++++ Provided records
//! Contract specification versions.

use serde::{Deserialize, Serialize};
use std::fmt;
use std::str::FromStr;

/// Version of the contract specification a rule set is written against.
/// Some matchers are only legal from a given version onward.
#[derive(Debug, Clone, Copy, PartialEq, Eq, PartialOrd, Ord, Hash, Default, Serialize, Deserialize)]
#[serde(try_from = "String", into = "String")]
pub enum SpecVersion {
    V1,
    V1_1,
    V2,
    V3,
    #[default]
    V4,
}

impl SpecVersion {
    pub fn as_str(&self) -> &'static str {
        match self {
            SpecVersion::V1 => "V1",
            SpecVersion::V1_1 => "V1_1",
            SpecVersion::V2 => "V2",
            SpecVersion::V3 => "V3",
            SpecVersion::V4 => "V4",
        }
    }
}

impl fmt::Display for SpecVersion {
    fn fmt(&self, f: &mut fmt::Formatter<'_>) -> fmt::Result {
        f.write_str(self.as_str())
    }
}

impl FromStr for SpecVersion {
    type Err = String;

    fn from_str(s: &str) -> Result<Self, Self::Err> {
        match s.trim().to_uppercase().trim_start_matches('V') {
            "1" | "1.0" | "1.0.0" => Ok(SpecVersion::V1),
            "1_1" | "1.1" | "1.1.0" => Ok(SpecVersion::V1_1),
            "2" | "2.0" | "2.0.0" => Ok(SpecVersion::V2),
            "3" | "3.0" | "3.0.0" => Ok(SpecVersion::V3),
            "4" | "4.0" | "4.0.0" => Ok(SpecVersion::V4),
            _ => Err(format!("Unknown specification version '{s}'")),
        }
    }
}

impl TryFrom<String> for SpecVersion {
    type Error = String;

    fn try_from(value: String) -> Result<Self, Self::Error> {
        value.parse()
    }
}

impl From<SpecVersion> for String {
    fn from(value: SpecVersion) -> Self {
        value.as_str().to_string()
    }
}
++++++++
To do: Where a line above includes "specification", copy that line.

Expected answer:
//! Contract specification versions.
/// Version of the contract specification a rule set is written against.
            _ => Err(format!("Unknown specification version '{s}'")),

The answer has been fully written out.